Please output every record exactly, keeping each line as it is.

[Items listed in a dataset]
►

#[cfg(test)]
mod tests {
    use super::*;
    use tempfile::TempDir;

    fn trial(id: &str, code: i32, tests_passed: Option<u32>, files_passed: Option<u32>) -> Trial {
        let summary = TestSummary {
            tests_passed,
            files_passed,
            tests_total: tests_passed,
            files_total: files_passed,
            ..Default::default()
        };
        Trial {
            try_id: id.to_string(),
            setup: "S0".to_string(),
            config: "C0".to_string(),
            code,
            succeeded: code == 0 && summary.has_totals(),
            summary,
            duration_ms: 100,
            log: format!("tools/test-logs/x/{id}.log"),
        }
    }

    #[test]
    fn score_ranks_tests_over_files() {
        let a = trial("a", 0, Some(10), Some(1));
        let b = trial("b", 0, Some(9), Some(99));
        assert!(a.score() > b.score());
    }

    #[test]
    fn failed_trial_scores_negative() {
        let t = trial("t", 1, Some(50), Some(5));
        assert_eq!(t.score(), -1);
    }

    #[test]
    fn pick_best_ignores_failures() {
        let trials = vec![
            trial("fail", 1, Some(100), Some(10)),
            trial("ok-small", 0, Some(3), Some(1)),
            trial("ok-big", 0, Some(7), Some(2)),
        ];
        assert_eq!(pick_best(&trials).unwrap().try_id, "ok-big");
    }

    #[test]
    fn pick_best_none_when_all_fail() {
        let trials = vec![trial("a", 1, None, None), trial("b", 2, None, None)];
        assert!(pick_best(&trials).is_none());
    }

    #[test]
    fn leaderboard_sorts_succeeded_first() {
        let mut trials = vec![
            trial("fail", 1, Some(9), Some(9)),
            trial("ok", 0, Some(1), Some(1)),
        ];
        sort_leaderboard(&mut trials);
        assert_eq!(trials[0].try_id, "ok");
    }

    #[test]
    fn csv_round_trip() {
        let t = trial("try-01__S0__C0", 0, Some(5), Some(2));
        let text = format!("{SUMMARY_CSV_HEADER}\n{}\n", t.csv_row());
        let parsed = parse_summary_csv(&text);
        assert_eq!(parsed.len(), 1);
        assert_eq!(parsed[0].try_id, "try-01__S0__C0");
        assert_eq!(parsed[0].summary.tests_passed, Some(5));
        assert!(parsed[0].succeeded);
    }

    #[test]
    fn csv_missing_counts_parse_as_none() {
        let text = format!(
            "{SUMMARY_CSV_HEADER}\ntry-01,S0,C0,1,,,,,,,123,false,tools/x.log\n"
        );
        let parsed = parse_summary_csv(&text);
        assert_eq!(parsed[0].summary.tests_passed, None);
        assert!(!parsed[0].succeeded);
        assert_eq!(parsed[0].duration_ms, 123);
    }

    #[test]
    fn most_recent_run_dir_picks_latest() {
        let dir = TempDir::new().unwrap();
        std::fs::create_dir_all(dir.path().join("vitest-matrix-2026-01-01T00-00-00-000Z")).unwrap();
        std::fs::create_dir_all(dir.path().join("vitest-matrix-2026-02-01T00-00-00-000Z")).unwrap();
        std::fs::create_dir_all(dir.path().join("other-dir")).unwrap();
        let latest = most_recent_run_dir(dir.path()).unwrap();
        assert!(latest.ends_with("vitest-matrix-2026-02-01T00-00-00-000Z"));
    }

    #[test]
    fn most_recent_run_dir_errors_when_empty() {
        let dir = TempDir::new().unwrap();
        assert!(matches!(
            most_recent_run_dir(dir.path()),
            Err(RepofixError::NoMatrixRuns(_))
        ));
    }

    #[test]
    fn run_matrix_restores_originals() {
        let dir = TempDir::new().unwrap();
        std::fs::create_dir_all(dir.path().join("web/test")).unwrap();
        std::fs::write(dir.path().join(paths::VITEST_CONFIG), "original config").unwrap();
        // setup-tests.ts and trpc.stub.ts do not exist yet

        let opts = MatrixOptions {
            max_tries: 2,
            test_command: Some("echo ' Tests  1 passed (1)'".to_string()),
            ..Default::default()
        };
        let outcome = run_matrix(dir.path(), &Config::default(), &opts).unwrap();

        assert_eq!(outcome.trials.len(), 2);
        assert!(outcome.best.is_some());
        assert!(!outcome.applied);
        // config restored, created files removed
        assert_eq!(
            std::fs::read_to_string(dir.path().join(paths::VITEST_CONFIG)).unwrap(),
            "original config"
        );
        assert!(!dir.path().join(paths::SETUP_TESTS).exists());
        assert!(!dir.path().join(paths::TRPC_STUB).exists());
        // run artifacts persisted
        assert!(outcome.run_dir.join("summary.csv").exists());
        assert!(outcome.run_dir.join("summary.json").exists());
        let csv = std::fs::read_to_string(outcome.run_dir.join("summary.csv")).unwrap();
        assert!(csv.starts_with(SUMMARY_CSV_HEADER));
        assert_eq!(csv.lines().count(), 3);
    }

    #[test]
    fn run_matrix_apply_best_keeps_winner() {
        let dir = TempDir::new().unwrap();
        std::fs::create_dir_all(dir.path().join("web/test")).unwrap();
        let opts = MatrixOptions {
            apply_best: true,
            max_tries: 1,
            test_command: Some("echo ' Tests  2 passed (2)'".to_string()),
            ..Default::default()
        };
        let outcome = run_matrix(dir.path(), &Config::default(), &opts).unwrap();
        assert!(outcome.applied);
        let setup = std::fs::read_to_string(dir.path().join(paths::SETUP_TESTS)).unwrap();
        assert_eq!(setup, setup_variants()[0].content);
    }

    #[test]
    fn run_matrix_error_mid_run_restores_originals() {
        let dir = TempDir::new().unwrap();
        std::fs::create_dir_all(dir.path().join("web/test")).unwrap();
        std::fs::write(dir.path().join(paths::SETUP_TESTS), "original setup").unwrap();

        // The first trial turns the config file into a directory, so the
        // second trial's config write errors out mid-run.
        let opts = MatrixOptions {
            max_tries: 2,
            test_command: Some(
                "rm web/vitest.config.ts && mkdir web/vitest.config.ts".to_string(),
            ),
            ..Default::default()
        };
        let result = run_matrix(dir.path(), &Config::default(), &opts);

        assert!(result.is_err());
        assert_eq!(
            std::fs::read_to_string(dir.path().join(paths::SETUP_TESTS)).unwrap(),
            "original setup"
        );
        assert!(!dir.path().join(paths::TRPC_STUB).exists());
    }

    #[test]
    fn run_matrix_failure_restores_even_with_apply_best() {
        let dir = TempDir::new().unwrap();
        std::fs::create_dir_all(dir.path().join("web/test")).unwrap();
        let opts = MatrixOptions {
            apply_best: true,
            max_tries: 1,
            test_command: Some("exit 1".to_string()),
            ..Default::default()
        };
        let outcome = run_matrix(dir.path(), &Config::default(), &opts).unwrap();
        assert!(!outcome.applied);
        assert!(outcome.best.is_none());
        assert!(!dir.path().join(paths::SETUP_TESTS).exists());
    }
}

◄

● Finished task:
#[cfg(test)]
mod tests {
    use super::*;
    use tempfile::TempDir;

    fn trial(id: &str, code: i32, tests_passed: Option<u32>, files_passed: Option<u32>) -> Trial {
        let summary = TestSummary {
            tests_passed,
            files_passed,
            tests_total: tests_passed,
            files_total: files_passed,
            ..Default::default()
        };
        Trial {
            try_id: id.to_string(),
            setup: "S0".to_string(),
            config: "C0".to_string(),
            code,
            succeeded: code == 0 && summary.has_totals(),
            summary,
            duration_ms: 100,
            log: format!("tools/test-logs/x/{id}.log"),
        }
    }

    #[test]
    fn score_ranks_tests_over_files() {
        let a = trial("a", 0, Some(10), Some(1));
        let b = trial("b", 0, Some(9), Some(99));
        assert!(a.score() > b.score());
    }

    #[test]
    fn failed_trial_scores_negative() {
        let t = trial("t", 1, Some(50), Some(5));
        assert_eq!(t.score(), -1);
    }

    #[test]
    fn pick_best_ignores_failures() {
        let trials = vec![
            trial("fail", 1, Some(100), Some(10)),
            trial("ok-small", 0, Some(3), Some(1)),
            trial("ok-big", 0, Some(7), Some(2)),
        ];
        assert_eq!(pick_best(&trials).unwrap().try_id, "ok-big");
    }

    #[test]
    fn pick_best_none_when_all_fail() {
        let trials = vec![trial("a", 1, None, None), trial("b", 2, None, None)];
        assert!(pick_best(&trials).is_none());
    }

    #[test]
    fn leaderboard_sorts_succeeded_first() {
        let mut trials = vec![
            trial("fail", 1, Some(9), Some(9)),
            trial("ok", 0, Some(1), Some(1)),
        ];
        sort_leaderboard(&mut trials);
        assert_eq!(trials[0].try_id, "ok");
    }

    #[test]
    fn csv_round_trip() {
        let t = trial("try-01__S0__C0", 0, Some(5), Some(2));
        let text = format!("{SUMMARY_CSV_HEADER}\n{}\n", t.csv_row());
        let parsed = parse_summary_csv(&text);
        assert_eq!(parsed.len(), 1);
        assert_eq!(parsed[0].try_id, "try-01__S0__C0");
        assert_eq!(parsed[0].summary.tests_passed, Some(5));
        assert!(parsed[0].succeeded);
    }

    #[test]
    fn csv_missing_counts_parse_as_none() {
        let text = format!(
            "{SUMMARY_CSV_HEADER}\ntry-01,S0,C0,1,,,,,,,123,false,tools/x.log\n"
        );
        let parsed = parse_summary_csv(&text);
        assert_eq!(parsed[0].summary.tests_passed, None);
        assert!(!parsed[0].succeeded);
        assert_eq!(parsed[0].duration_ms, 123);
    }

    #[test]
    fn most_recent_run_dir_picks_latest() {
        let dir = TempDir::new().unwrap();
        std::fs::create_dir_all(dir.path().join("vitest-matrix-2026-01-01T00-00-00-000Z")).unwrap();
        std::fs::create_dir_all(dir.path().join("vitest-matrix-2026-02-01T00-00-00-000Z")).unwrap();
        std::fs::create_dir_all(dir.path().join("other-dir")).unwrap();
        let latest = most_recent_run_dir(dir.path()).unwrap();
        assert!(latest.ends_with("vitest-matrix-2026-02-01T00-00-00-000Z"));
    }

    #[test]
    fn most_recent_run_dir_errors_when_empty() {
        let dir = TempDir::new().unwrap();
        assert!(matches!(
            most_recent_run_dir(dir.path()),
            Err(RepofixError::NoMatrixRuns(_))
        ));
    }

    #[test]
    fn run_matrix_restores_originals() {
        let dir = TempDir::new().unwrap();
        std::fs::create_dir_all(dir.path().join("web/test")).unwrap();
        std::fs::write(dir.path().join(paths::VITEST_CONFIG), "original config").unwrap();
        // setup-tests.ts and trpc.stub.ts do not exist yet

        let opts = MatrixOptions {
            max_tries: 2,
            test_command: Some("echo ' Tests  1 passed (1)'".to_string()),
            ..Default::default()
        };
        let outcome = run_matrix(dir.path(), &Config::default(), &opts).unwrap();

        assert_eq!(outcome.trials.len(), 2);
        assert!(outcome.best.is_some());
        assert!(!outcome.applied);
        // config restored, created files removed
        assert_eq!(
            std::fs::read_to_string(dir.path().join(paths::VITEST_CONFIG)).unwrap(),
            "original config"
        );
        assert!(!dir.path().join(paths::SETUP_TESTS).exists());
        assert!(!dir.path().join(paths::TRPC_STUB).exists());
        // run artifacts persisted
        assert!(outcome.run_dir.join("summary.csv").exists());
        assert!(outcome.run_dir.join("summary.json").exists());
        let csv = std::fs::read_to_string(outcome.run_dir.join("summary.csv")).unwrap();
        assert!(csv.starts_with(SUMMARY_CSV_HEADER));
        assert_eq!(csv.lines().count(), 3);
    }

    #[test]
    fn run_matrix_apply_best_keeps_winner() {
        let dir = TempDir::new().unwrap();
        std::fs::create_dir_all(dir.path().join("web/test")).unwrap();
        let opts = MatrixOptions {
            apply_best: true,
            max_tries: 1,
            test_command: Some("echo ' Tests  2 passed (2)'".to_string()),
            ..Default::default()
        };
        let outcome = run_matrix(dir.path(), &Config::default(), &opts).unwrap();
        assert!(outcome.applied);
        let setup = std::fs::read_to_string(dir.path().join(paths::SETUP_TESTS)).unwrap();
        assert_eq!(setup, setup_variants()[0].content);
    }

    #[test]
    fn run_matrix_error_mid_run_restores_originals() {
        let dir = TempDir::new().unwrap();
        std::fs::create_dir_all(dir.path().join("web/test")).unwrap();
        std::fs::write(dir.path().join(paths::SETUP_TESTS), "original setup").unwrap();

        // The first trial turns the config file into a directory, so the
        // second trial's config write errors out mid-run.
        let opts = MatrixOptions {
            max_tries: 2,
            test_command: Some(
                "rm web/vitest.config.ts && mkdir web/vitest.config.ts".to_string(),
            ),
            ..Default::default()
        };
        let result = run_matrix(dir.path(), &Config::default(), &opts);

        assert!(result.is_err());
        assert_eq!(
            std::fs::read_to_string(dir.path().join(paths::SETUP_TESTS)).unwrap(),
            "original setup"
        );
        assert!(!dir.path().join(paths::TRPC_STUB).exists());
    }

    #[test]
    fn run_matrix_failure_restores_even_with_apply_best() {
        let dir = TempDir::new().unwrap();
        std::fs::create_dir_all(dir.path().join("web/test")).unwrap();
        let opts = MatrixOptions {
            apply_best: true,
            max_tries: 1,
            test_command: Some("exit 1".to_string()),
            ..Default::default()
        };
        let outcome = run_matrix(dir.path(), &Config::default(), &opts).unwrap();
        assert!(!outcome.applied);
        assert!(outcome.best.is_none());
        assert!(!dir.path().join(paths::SETUP_TESTS).exists());
    }
}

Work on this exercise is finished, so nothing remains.